龍は咆哮すると、前足を振り上げ、一気に三人を押しつぶそうとした。
一見砂でできているし脆そうだが、カシスが横に跳んで逃げた後は、完全に地面がめくれ上がって、深い穴ができた。
背中が焦げ付くような緊張が走る。カシスは龍から距離をとり、声を張り上げる。
「フィア!! おまえ、一体どういうつもりだ!?」
龍は標的を探して頭をめぐらせている。
カシスの声から一拍遅れて、何処からともなく気のない返事が返ってきた。
「がんばって。死なない程度に」
「ふざけんなぁぁぁぁっ!!」
思わず腹の底から怒鳴りあげると、それを聞きつけた龍と目があってしまった。
毒づいて、剣を上段に構える。
龍は翼を震わせると一跳躍で跳びかかって来た。カシスもまた跳び込んだ。身を縮めて、両の前足の隙間をすり抜け腹の下にもぐりこむと、体を捻り、抉るようにして龍の腹を斬り裂いた!
龍の、咆哮にも勝る悲鳴が洞窟に響く。
瞬間、上から砂が降り注いだ。
耐え切れずに転ぶ。口の中に、もろに砂が入った。吐き出しながら、はずみで取り落とした剣を拾う。
そのとき、クノンの詠唱が聞こえた。
『――生まれ出づ時、去り行く地、留まる所さえなくまた尋ねる者もなし。名も無き者よ、とこしなえの彷徨い人よ。ムァ・カルスの剣と化し、敵を討て!』
凛とした声が高らかに響くや否や、轟音と共に、目には見えない巨大な風の刃が龍の首を切り落とした。

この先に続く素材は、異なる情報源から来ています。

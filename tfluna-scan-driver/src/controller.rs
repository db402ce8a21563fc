use crate::actuator::{switch_off, Actuator};
use crate::config::ScanConfig;
use crate::error::ScanError;
use crate::position::PositionStore;
use crate::sampler::{SamplerReport, ScanSampler};
use crate::serial::ByteSource;
use crate::stop::StopSignal;
use crate::trajectory::{SweepReport, TrajectoryGenerator};
use crossbeam_channel::{unbounded, Receiver};
use log::{debug, info, warn};
use std::sync::{Condvar, Mutex, MutexGuard};
use std::thread::{self, JoinHandle};
use std::time::Duration;
use tfluna_scan_data::ScanRecord;

type BoxedActuator = Box<dyn Actuator + Send>;
type BoxedSource = Box<dyn ByteSource + Send>;

/// Lifecycle of a scan session.
#[derive(Clone, Copy, Debug, PartialEq, Eq)]
pub enum SessionState {
    Idle,
    Running,
    /// Both loops were asked to stop and are being joined.
    Stopping,
}

/// What a finished session did.
#[derive(Debug, Default)]
pub struct SessionReport {
    /// `None` if the trajectory thread panicked.
    pub sweep: Option<SweepReport>,
    /// `None` if the sampler thread panicked.
    pub sampler: Option<SamplerReport>,
    /// Loop errors and shutdown errors, in the order they were collected.
    pub faults: Vec<ScanError>,
}

impl SessionReport {
    pub fn is_clean(&self) -> bool {
        self.faults.is_empty()
    }
}

struct ScanThreads {
    trajectory_thread: JoinHandle<(BoxedActuator, Result<SweepReport, ScanError>)>,
    sampler_thread: JoinHandle<(BoxedSource, Result<SamplerReport, ScanError>)>,
}

struct Session {
    state: SessionState,
    threads: Option<ScanThreads>,
    run_duration: Option<Duration>,
    poll_interval: Duration,
}

/// Owns the trajectory and sampler threads of a scan session.
///
/// All methods take `&self`, so the controller can be shared behind an `Arc`
/// and stopped from a different thread than the one that started it.
pub struct ScanController {
    session: Mutex<Session>,
    idle: Condvar,
    stop: StopSignal,
}

impl Default for ScanController {
    fn default() -> Self {
        ScanController::new()
    }
}

impl ScanController {
    pub fn new() -> Self {
        ScanController {
            session: Mutex::new(Session {
                state: SessionState::Idle,
                threads: None,
                run_duration: None,
                poll_interval: Duration::ZERO,
            }),
            idle: Condvar::new(),
            stop: StopSignal::new(),
        }
    }

    pub fn state(&self) -> SessionState {
        self.lock().state
    }

    /// Handle that requests a stop without performing it, e.g. from an
    /// interrupt handler. The next [`ScanController::wait`] does the shutdown.
    pub fn stop_signal(&self) -> StopSignal {
        self.stop.clone()
    }

    /// Validate `config` and launch the trajectory and sampler threads.
    ///
    /// Returns the receiving end of the scan record stream.
    pub fn start<S, A>(
        &self,
        config: ScanConfig,
        source: S,
        actuator: A,
    ) -> Result<Receiver<ScanRecord>, ScanError>
    where
        S: ByteSource + Send + 'static,
        A: Actuator + Send + 'static,
    {
        let mut session = self.lock();
        if session.state != SessionState::Idle {
            return Err(ScanError::AlreadyRunning);
        }
        config.validate()?;

        let store = PositionStore::new(config.initial_setpoint());
        self.stop.reset();
        let (records_tx, records_rx) = unbounded();

        let mut sampler = ScanSampler::new(
            &config,
            Box::new(source) as BoxedSource,
            store.clone(),
            self.stop.clone(),
            records_tx,
        );
        let sampler_thread = thread::Builder::new()
            .name("tfluna-sampler".into())
            .spawn(move || {
                let result = sampler.run();
                (sampler.into_source(), result)
            })?;

        session.run_duration = config.run_duration();
        session.poll_interval = config.poll_interval();
        let mut generator = TrajectoryGenerator::new(
            config,
            Box::new(actuator) as BoxedActuator,
            store,
            self.stop.clone(),
        );
        let trajectory_thread = match thread::Builder::new()
            .name("tfluna-trajectory".into())
            .spawn(move || {
                let result = generator.run();
                (generator.into_actuator(), result)
            }) {
            Ok(handle) => handle,
            Err(e) => {
                self.stop.raise();
                if sampler_thread.join().is_err() {
                    warn!("Sampler thread panicked");
                }
                return Err(e.into());
            }
        };

        session.threads = Some(ScanThreads {
            trajectory_thread,
            sampler_thread,
        });
        session.state = SessionState::Running;
        info!("Scan session started");
        Ok(records_rx)
    }

    /// Stop the running session and wait for both threads to exit, then
    /// switch the servos off and release the byte stream.
    ///
    /// Returns `None` if no session was running. A caller arriving while
    /// another one is stopping the session waits for it to finish.
    pub fn stop(&self) -> Option<SessionReport> {
        let threads = {
            let mut session = self.lock();
            while session.state == SessionState::Stopping {
                session = self
                    .idle
                    .wait(session)
                    .unwrap_or_else(|e| e.into_inner());
            }
            if session.state == SessionState::Idle {
                return None;
            }
            session.state = SessionState::Stopping;
            self.stop.raise();
            session.threads.take()
        };
        info!("Stopping scan session");

        let mut report = SessionReport::default();
        if let Some(threads) = threads {
            join(threads, &mut report);
        }

        let mut session = self.lock();
        session.state = SessionState::Idle;
        self.idle.notify_all();
        info!("Scan session stopped");
        Some(report)
    }

    /// Block until the session ends on its own, a stop is requested or the
    /// configured run duration elapses, then [`stop`](ScanController::stop) it.
    pub fn wait(&self) -> Option<SessionReport> {
        let (run_duration, poll_interval) = {
            let session = self.lock();
            if session.state == SessionState::Idle {
                return None;
            }
            (session.run_duration, session.poll_interval)
        };

        match run_duration {
            Some(duration) => {
                if !self.stop.sleep(duration, poll_interval) {
                    info!("Run duration of {:?} elapsed", duration);
                }
            }
            None => {
                while !self.stop.is_raised() {
                    thread::sleep(poll_interval);
                }
            }
        }
        self.stop()
    }

    fn lock(&self) -> MutexGuard<'_, Session> {
        self.session.lock().unwrap_or_else(|e| e.into_inner())
    }
}

fn join(threads: ScanThreads, report: &mut SessionReport) {
    let actuator = match threads.trajectory_thread.join() {
        Ok((actuator, result)) => {
            match result {
                Ok(sweep) => report.sweep = Some(sweep),
                Err(e) => report.faults.push(e),
            }
            Some(actuator)
        }
        Err(_) => {
            report.faults.push(ScanError::ThreadPanicked("trajectory"));
            None
        }
    };
    let source = match threads.sampler_thread.join() {
        Ok((source, result)) => {
            match result {
                Ok(sampler) => report.sampler = Some(sampler),
                Err(e) => report.faults.push(e),
            }
            Some(source)
        }
        Err(_) => {
            report.faults.push(ScanError::ThreadPanicked("sampler"));
            None
        }
    };

    if let Some(mut actuator) = actuator {
        if let Err(e) = switch_off(&mut actuator) {
            warn!("Failed to switch the servos off: {e}");
            report.faults.push(e);
        }
    }
    drop(source);
    debug!("Released the byte stream");
}

/// A dropped controller stops its session.
impl Drop for ScanController {
    fn drop(&mut self) {
        self.stop();
    }
}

崩れ落ちる龍の胴体――というか砂――に押しつぶされないうちに、カシスは跳んだ。
断末魔の叫びもなく、龍を造っていた砂は全て塵となって崩れた。
辺りに静けさが戻る。
「やった……のか?」
半信半疑でいるうちに、突風が吹いた。ぶわっ、と巻き上がった砂を全身に浴びながら、カシスは反射的に目を庇った。
「カシス、危ない!!」
クノンの声がした。突風がやんで、ただならぬ気配を感じて背後を振り返ると、あの龍が鎮座していた。
丸太のような尾が、横薙ぎに打ちつけられる。
「くっ――」
歯を食いしばって剣で受けた。あっさりと剣は弾かれ、それよりもさらにあっさりとカシスも弾き飛ばされ――
『ヨードレイ・インコータム――フェルベナス!!』
壁に叩きつけられたと思った。だが、思ったほどの痛みは無い。
むしろ、ひどく柔らかいものに受け止められていた。
見れば、ゲル状のなにかだった。よく確認する間もなくそれは消え失せ、地面に投げ出されたが。
「大丈夫? カシス」
すぐ側に、フィアが駆け寄ってきた。
「今の、お前か?」
「坤龍のドラグナを逆手にとった」
手短にそれだけ告げると、追い払うように、ひらひらと手を振った。
「もういいから下がって。見ていて危なっかしい」
「……礼はいわねぇぞ」
剣は、思ったよりも近くに転がっていた。拾い上げて、フィアを振り返る。
龍は、恐らくクノンが相手をしてるのだろう。砂の龍は、やはり見えない刃と闘っていた。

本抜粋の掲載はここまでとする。